▶ The data
━━━

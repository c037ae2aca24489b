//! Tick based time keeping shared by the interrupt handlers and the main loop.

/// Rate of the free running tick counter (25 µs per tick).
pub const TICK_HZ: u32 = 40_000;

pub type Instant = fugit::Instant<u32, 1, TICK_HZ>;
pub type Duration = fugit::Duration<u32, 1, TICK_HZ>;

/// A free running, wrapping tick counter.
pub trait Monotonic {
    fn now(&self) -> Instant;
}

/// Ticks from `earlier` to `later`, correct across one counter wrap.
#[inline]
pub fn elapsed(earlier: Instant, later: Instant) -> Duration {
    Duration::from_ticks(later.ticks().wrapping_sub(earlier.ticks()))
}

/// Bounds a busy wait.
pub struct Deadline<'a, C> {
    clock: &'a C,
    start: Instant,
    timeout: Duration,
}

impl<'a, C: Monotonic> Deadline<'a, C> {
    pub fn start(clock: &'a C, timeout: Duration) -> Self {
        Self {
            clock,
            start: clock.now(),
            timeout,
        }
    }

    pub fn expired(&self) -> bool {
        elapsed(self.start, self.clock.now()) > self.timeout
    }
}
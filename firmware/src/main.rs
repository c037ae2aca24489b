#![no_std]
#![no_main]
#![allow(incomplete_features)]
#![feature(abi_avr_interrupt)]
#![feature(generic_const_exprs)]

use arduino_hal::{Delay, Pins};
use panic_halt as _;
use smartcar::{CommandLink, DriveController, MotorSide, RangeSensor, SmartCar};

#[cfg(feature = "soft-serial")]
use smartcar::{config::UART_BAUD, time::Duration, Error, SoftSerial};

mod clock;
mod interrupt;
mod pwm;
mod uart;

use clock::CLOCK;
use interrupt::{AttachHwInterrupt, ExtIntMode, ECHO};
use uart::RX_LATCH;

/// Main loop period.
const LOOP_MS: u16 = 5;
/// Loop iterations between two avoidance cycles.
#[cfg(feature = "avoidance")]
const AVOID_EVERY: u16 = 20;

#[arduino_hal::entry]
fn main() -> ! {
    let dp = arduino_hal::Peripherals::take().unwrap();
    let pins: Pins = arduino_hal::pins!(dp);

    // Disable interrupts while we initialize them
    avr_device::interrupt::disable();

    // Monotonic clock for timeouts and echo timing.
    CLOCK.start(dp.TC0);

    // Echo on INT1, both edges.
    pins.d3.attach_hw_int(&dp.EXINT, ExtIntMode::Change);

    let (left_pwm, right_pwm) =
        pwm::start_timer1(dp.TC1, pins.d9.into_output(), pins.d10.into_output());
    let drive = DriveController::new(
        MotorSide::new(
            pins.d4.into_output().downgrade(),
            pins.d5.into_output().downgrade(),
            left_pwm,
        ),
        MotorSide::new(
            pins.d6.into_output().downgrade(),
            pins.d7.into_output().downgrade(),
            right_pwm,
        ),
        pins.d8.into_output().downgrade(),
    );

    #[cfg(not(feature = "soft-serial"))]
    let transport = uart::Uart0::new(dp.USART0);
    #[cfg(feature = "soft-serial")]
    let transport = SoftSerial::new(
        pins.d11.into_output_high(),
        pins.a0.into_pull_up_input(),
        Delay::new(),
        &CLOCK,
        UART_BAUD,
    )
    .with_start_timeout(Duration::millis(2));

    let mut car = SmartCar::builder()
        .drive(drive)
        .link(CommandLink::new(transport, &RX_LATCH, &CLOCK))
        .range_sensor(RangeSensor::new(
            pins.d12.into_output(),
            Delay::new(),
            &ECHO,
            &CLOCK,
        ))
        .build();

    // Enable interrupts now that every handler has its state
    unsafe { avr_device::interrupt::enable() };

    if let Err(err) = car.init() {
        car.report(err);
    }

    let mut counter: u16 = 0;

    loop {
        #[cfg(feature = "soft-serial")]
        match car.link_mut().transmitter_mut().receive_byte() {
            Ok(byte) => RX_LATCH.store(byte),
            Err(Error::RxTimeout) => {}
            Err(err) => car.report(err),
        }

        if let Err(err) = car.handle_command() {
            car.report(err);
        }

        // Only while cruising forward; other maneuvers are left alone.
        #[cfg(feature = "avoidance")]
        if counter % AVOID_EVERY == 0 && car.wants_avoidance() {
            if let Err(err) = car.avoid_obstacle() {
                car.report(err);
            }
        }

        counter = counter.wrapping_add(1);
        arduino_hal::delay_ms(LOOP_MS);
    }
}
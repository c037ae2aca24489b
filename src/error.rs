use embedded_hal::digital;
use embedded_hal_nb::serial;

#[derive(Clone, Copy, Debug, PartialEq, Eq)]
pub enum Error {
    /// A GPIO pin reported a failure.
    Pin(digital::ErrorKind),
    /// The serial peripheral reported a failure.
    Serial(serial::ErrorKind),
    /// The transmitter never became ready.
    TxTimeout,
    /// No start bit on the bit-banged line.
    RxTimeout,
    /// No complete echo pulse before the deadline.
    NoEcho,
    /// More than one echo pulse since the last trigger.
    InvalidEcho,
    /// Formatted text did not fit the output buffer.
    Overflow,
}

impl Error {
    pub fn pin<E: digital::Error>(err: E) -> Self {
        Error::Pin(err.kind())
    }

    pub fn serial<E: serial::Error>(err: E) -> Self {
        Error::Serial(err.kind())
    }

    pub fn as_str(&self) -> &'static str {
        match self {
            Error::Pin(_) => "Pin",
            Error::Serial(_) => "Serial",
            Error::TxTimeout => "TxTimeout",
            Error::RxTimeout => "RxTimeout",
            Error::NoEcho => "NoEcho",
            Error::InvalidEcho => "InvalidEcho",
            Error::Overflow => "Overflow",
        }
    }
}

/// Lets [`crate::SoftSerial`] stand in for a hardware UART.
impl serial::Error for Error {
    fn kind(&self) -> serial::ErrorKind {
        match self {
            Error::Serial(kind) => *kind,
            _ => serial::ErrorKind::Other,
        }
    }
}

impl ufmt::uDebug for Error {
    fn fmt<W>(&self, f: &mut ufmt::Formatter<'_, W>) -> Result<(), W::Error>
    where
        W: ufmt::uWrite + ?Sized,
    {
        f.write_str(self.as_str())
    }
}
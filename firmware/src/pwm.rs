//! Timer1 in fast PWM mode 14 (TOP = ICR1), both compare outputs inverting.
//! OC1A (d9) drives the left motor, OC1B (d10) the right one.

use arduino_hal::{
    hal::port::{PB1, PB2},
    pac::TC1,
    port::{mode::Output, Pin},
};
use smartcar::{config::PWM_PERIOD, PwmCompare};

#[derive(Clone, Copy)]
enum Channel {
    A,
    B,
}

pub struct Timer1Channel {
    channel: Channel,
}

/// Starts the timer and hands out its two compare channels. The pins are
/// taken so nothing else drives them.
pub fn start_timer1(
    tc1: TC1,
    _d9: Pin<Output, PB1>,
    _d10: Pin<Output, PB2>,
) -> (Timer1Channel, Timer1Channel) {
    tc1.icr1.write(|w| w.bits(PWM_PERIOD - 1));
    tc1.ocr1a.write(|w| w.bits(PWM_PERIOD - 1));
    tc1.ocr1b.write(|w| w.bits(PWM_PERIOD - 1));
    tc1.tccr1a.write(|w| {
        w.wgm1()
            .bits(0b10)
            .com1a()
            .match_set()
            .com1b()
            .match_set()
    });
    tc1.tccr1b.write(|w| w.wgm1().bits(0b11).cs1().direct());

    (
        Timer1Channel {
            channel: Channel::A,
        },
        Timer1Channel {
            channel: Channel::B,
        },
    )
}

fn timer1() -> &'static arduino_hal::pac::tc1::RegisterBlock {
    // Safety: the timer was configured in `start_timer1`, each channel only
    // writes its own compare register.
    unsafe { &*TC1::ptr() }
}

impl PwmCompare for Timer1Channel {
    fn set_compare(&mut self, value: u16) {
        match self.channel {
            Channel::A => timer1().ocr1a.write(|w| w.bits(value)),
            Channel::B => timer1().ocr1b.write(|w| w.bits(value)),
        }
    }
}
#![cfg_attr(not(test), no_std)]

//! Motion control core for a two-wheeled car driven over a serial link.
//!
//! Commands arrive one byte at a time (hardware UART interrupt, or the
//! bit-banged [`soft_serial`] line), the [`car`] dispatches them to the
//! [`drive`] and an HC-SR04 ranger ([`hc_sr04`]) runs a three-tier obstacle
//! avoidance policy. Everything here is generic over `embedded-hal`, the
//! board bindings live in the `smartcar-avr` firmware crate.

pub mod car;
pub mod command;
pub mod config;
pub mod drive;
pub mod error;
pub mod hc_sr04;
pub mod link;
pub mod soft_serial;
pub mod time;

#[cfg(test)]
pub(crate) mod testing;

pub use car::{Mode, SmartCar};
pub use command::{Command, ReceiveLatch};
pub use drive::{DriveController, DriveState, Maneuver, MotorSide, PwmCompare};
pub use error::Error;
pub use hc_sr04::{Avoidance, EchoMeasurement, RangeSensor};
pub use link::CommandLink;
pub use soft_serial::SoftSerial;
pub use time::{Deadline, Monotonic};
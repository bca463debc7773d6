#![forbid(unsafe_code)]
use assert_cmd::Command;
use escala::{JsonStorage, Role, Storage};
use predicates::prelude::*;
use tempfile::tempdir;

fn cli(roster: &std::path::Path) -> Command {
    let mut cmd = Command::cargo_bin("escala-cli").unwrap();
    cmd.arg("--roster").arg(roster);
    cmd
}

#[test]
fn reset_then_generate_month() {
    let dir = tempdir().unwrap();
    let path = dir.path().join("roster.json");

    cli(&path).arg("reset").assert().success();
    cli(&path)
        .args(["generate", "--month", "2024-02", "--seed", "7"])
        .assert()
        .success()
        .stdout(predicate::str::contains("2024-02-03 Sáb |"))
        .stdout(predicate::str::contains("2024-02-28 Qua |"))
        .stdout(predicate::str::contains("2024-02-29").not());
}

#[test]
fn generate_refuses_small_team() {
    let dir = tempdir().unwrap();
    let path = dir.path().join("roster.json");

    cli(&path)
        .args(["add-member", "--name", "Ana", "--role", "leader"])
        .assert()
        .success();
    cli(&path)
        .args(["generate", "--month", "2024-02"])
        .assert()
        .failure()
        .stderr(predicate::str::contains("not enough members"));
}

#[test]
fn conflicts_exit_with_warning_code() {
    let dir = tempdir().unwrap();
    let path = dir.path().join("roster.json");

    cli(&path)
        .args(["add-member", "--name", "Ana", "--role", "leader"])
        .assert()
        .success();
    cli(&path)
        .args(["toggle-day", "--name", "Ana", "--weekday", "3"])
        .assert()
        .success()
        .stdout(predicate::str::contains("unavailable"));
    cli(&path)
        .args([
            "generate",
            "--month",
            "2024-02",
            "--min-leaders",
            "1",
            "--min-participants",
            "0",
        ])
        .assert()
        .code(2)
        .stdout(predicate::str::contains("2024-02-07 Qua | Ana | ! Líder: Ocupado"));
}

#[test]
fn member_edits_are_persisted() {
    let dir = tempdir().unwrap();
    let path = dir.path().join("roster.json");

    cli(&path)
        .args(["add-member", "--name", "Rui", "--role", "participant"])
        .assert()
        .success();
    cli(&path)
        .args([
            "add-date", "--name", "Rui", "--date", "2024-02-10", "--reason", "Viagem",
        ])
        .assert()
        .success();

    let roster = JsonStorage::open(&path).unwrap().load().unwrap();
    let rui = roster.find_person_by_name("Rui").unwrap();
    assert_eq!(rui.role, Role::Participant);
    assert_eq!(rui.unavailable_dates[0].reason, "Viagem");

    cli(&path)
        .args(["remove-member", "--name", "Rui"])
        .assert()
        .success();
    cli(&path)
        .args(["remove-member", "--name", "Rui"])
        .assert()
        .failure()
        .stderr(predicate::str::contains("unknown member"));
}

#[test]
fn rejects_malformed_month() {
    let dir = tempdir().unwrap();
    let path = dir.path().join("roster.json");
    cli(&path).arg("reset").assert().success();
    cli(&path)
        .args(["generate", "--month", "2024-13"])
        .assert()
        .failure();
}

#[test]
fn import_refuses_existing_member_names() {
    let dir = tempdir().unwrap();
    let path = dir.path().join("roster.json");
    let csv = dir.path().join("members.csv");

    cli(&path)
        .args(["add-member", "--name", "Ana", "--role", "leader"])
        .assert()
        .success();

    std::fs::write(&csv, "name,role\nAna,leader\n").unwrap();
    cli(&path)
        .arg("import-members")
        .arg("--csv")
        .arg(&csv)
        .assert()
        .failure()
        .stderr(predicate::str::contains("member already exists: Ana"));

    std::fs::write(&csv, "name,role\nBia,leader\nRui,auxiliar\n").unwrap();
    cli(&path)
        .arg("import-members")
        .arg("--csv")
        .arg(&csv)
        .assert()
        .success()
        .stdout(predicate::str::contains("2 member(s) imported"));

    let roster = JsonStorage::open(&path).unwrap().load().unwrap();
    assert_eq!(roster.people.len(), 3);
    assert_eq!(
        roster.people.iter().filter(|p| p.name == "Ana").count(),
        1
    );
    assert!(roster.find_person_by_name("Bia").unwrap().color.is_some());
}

━━━

▶ Task instructions
Indicate how many lines of the material contain the string "PwmCompare", giving the number and nothing more.

▶ Solution for this problem
3